● Directions
Could you say how many lines below contain the word "body"? Give the number with no other text.

** Opening Data for processing block **

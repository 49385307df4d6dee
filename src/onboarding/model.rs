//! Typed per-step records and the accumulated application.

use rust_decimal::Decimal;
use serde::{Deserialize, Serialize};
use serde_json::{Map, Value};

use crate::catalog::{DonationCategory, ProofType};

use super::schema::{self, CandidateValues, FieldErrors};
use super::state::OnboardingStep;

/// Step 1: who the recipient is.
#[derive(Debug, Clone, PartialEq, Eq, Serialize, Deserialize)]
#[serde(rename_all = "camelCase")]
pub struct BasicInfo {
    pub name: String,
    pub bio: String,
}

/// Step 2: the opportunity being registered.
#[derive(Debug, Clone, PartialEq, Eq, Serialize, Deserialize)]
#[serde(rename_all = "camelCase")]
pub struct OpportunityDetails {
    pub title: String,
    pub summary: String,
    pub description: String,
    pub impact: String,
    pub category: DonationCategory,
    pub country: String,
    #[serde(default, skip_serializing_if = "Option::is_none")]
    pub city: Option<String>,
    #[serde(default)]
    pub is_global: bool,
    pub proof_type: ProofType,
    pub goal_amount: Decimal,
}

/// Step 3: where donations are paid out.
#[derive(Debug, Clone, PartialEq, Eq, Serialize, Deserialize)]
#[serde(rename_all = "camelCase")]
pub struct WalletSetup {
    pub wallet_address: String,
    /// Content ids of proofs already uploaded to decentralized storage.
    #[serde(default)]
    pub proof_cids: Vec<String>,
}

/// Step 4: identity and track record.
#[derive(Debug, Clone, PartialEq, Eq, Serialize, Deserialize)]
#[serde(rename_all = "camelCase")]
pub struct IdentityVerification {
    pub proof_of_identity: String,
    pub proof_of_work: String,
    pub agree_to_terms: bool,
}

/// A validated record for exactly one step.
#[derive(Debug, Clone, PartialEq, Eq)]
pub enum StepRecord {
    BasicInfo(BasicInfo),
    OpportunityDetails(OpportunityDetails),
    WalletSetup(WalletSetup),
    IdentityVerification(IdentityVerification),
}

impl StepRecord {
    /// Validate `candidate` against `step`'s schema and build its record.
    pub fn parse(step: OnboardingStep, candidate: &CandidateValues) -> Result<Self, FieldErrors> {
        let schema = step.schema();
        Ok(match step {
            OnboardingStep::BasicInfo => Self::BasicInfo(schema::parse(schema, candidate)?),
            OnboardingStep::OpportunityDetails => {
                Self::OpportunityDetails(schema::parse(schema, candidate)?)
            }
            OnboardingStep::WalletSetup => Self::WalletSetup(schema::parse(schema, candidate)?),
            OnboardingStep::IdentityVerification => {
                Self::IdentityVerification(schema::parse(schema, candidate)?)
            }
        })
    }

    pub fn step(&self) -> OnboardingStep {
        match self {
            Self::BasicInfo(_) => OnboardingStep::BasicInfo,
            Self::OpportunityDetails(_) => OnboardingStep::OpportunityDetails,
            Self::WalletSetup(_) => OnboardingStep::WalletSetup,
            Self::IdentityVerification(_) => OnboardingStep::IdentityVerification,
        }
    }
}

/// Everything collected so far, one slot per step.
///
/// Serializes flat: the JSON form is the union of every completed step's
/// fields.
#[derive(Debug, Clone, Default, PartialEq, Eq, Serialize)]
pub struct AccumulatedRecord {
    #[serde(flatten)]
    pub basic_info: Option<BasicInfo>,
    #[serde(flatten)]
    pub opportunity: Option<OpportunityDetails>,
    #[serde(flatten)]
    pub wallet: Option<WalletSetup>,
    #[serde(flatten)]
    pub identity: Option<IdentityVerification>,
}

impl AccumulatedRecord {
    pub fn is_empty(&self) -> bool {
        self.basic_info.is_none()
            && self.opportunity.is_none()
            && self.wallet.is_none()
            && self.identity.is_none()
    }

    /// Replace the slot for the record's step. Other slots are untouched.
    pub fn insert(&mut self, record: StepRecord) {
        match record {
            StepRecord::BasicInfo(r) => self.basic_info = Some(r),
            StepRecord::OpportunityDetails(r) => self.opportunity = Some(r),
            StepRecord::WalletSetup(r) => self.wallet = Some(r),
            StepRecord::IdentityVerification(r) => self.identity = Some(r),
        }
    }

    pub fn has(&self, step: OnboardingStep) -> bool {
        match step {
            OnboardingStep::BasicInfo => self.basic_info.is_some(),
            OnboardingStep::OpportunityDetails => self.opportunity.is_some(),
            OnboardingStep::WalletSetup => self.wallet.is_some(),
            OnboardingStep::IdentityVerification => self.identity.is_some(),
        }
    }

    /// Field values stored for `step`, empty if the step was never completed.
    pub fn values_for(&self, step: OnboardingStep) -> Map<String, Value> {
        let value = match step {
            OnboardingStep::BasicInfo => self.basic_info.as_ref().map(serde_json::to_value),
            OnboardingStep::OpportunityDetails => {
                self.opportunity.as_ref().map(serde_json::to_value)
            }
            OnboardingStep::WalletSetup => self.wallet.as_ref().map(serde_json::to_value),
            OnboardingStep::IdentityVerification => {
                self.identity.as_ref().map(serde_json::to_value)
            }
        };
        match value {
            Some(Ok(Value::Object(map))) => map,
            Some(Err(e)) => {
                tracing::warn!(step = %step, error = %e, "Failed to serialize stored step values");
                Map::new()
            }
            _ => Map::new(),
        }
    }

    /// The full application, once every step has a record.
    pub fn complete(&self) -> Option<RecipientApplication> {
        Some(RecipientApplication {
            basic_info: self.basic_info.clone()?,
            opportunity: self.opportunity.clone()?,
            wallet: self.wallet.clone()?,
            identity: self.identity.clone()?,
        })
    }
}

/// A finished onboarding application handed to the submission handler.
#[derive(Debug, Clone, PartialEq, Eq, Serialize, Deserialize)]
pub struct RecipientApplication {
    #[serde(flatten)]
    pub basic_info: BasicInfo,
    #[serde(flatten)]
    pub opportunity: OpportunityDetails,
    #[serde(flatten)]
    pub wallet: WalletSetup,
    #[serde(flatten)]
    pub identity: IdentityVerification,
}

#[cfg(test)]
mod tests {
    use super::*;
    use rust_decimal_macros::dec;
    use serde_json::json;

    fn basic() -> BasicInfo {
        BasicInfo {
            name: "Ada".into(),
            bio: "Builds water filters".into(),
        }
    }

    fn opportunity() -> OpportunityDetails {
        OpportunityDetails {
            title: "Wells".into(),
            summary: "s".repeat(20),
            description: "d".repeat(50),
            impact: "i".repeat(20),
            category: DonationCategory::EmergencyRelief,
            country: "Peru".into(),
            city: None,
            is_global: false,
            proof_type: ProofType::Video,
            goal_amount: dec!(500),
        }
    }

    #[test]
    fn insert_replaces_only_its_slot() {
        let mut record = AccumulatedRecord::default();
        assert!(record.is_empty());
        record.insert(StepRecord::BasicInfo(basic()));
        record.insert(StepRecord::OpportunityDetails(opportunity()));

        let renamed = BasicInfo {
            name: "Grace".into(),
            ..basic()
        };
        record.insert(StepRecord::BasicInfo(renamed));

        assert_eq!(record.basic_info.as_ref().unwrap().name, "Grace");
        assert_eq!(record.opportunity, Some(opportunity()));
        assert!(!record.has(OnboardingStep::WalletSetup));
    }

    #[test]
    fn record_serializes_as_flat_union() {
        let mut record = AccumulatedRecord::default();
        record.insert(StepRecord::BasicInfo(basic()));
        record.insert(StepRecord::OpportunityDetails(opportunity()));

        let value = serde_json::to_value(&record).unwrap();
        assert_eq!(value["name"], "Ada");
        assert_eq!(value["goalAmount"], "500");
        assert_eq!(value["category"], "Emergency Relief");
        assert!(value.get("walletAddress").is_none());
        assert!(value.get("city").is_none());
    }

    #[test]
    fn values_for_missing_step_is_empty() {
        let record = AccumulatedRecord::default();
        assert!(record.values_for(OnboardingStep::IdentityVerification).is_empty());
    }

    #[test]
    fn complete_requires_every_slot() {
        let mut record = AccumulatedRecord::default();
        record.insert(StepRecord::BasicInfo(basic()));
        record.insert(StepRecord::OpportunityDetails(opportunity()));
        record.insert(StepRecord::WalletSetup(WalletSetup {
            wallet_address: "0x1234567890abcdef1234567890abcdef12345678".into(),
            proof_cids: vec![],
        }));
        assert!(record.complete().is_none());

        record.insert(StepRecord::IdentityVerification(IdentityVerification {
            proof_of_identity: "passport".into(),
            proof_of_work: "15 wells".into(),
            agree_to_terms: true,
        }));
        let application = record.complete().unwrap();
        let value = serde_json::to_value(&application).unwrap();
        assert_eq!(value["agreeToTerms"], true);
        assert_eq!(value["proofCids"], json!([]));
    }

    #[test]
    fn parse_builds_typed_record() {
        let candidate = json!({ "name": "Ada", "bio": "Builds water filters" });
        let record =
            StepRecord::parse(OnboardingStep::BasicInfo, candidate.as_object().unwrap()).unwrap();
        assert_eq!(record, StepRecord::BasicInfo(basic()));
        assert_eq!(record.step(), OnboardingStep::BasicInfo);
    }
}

** Closing Data for processing block **
** Opening Data for processing block **

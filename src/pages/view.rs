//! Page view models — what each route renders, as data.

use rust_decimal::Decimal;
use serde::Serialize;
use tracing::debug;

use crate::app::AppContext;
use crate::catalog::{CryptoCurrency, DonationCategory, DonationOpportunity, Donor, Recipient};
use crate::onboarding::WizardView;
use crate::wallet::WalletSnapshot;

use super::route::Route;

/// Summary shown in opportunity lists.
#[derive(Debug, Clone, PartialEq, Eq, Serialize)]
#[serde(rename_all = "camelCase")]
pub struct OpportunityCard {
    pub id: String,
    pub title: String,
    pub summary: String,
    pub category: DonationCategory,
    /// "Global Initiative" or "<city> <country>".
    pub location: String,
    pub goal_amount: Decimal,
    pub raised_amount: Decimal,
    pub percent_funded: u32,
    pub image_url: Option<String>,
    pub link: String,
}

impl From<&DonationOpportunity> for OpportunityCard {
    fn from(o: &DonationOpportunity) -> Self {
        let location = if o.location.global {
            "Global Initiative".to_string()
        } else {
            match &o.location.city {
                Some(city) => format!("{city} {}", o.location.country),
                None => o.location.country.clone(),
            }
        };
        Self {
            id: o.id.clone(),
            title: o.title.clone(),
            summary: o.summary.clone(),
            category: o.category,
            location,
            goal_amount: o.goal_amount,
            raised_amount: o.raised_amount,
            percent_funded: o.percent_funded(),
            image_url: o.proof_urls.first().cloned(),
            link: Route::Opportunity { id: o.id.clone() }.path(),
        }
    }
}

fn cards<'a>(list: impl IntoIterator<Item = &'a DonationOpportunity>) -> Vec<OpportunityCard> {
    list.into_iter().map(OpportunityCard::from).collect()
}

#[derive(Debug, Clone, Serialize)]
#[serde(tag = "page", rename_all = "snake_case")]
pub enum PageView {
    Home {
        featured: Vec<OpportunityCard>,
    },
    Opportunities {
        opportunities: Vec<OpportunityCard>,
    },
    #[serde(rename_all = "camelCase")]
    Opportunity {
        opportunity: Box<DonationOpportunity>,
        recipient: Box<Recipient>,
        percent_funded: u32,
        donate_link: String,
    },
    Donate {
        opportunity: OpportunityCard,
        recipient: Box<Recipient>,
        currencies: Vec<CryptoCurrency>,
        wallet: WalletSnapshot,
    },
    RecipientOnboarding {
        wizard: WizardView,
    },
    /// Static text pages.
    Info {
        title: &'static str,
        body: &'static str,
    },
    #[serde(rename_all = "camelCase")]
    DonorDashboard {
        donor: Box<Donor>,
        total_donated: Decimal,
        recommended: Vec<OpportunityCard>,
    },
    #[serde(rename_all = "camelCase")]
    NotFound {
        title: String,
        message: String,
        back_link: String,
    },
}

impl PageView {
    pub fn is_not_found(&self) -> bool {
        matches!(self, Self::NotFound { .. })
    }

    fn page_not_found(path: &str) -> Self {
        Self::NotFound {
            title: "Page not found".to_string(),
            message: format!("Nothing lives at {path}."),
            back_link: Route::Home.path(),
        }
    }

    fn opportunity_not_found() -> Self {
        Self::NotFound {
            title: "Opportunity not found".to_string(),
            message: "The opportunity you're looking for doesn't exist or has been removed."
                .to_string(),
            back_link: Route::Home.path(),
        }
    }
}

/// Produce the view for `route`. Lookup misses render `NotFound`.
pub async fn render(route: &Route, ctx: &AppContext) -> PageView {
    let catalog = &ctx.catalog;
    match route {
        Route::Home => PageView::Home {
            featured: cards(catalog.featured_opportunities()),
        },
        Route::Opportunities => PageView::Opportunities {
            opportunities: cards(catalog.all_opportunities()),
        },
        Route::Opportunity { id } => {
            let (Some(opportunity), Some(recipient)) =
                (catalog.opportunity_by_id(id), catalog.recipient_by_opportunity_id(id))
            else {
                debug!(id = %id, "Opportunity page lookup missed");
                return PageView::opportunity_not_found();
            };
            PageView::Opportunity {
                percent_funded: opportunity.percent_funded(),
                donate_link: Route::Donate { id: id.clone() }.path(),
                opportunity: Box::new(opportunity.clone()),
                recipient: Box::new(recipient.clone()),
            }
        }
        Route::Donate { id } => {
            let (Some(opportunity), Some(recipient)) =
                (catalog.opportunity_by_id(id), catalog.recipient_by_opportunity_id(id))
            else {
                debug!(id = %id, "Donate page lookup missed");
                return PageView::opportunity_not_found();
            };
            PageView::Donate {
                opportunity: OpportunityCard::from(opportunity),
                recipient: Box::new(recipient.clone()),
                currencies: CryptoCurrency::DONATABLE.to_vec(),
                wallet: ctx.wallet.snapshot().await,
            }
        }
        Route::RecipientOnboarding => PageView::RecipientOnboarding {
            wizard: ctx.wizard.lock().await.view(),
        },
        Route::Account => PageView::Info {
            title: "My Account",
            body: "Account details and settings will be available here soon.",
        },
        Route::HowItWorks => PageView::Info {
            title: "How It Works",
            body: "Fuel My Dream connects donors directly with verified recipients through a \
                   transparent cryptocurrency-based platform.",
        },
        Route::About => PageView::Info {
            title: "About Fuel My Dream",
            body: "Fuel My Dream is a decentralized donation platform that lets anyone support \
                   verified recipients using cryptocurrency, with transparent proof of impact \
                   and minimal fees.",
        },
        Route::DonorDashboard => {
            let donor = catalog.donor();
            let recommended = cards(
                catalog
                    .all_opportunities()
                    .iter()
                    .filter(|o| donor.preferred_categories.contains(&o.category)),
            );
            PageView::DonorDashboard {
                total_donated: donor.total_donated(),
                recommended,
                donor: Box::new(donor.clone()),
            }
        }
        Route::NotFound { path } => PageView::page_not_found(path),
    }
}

** Closing Data for processing block **

● Answer section
4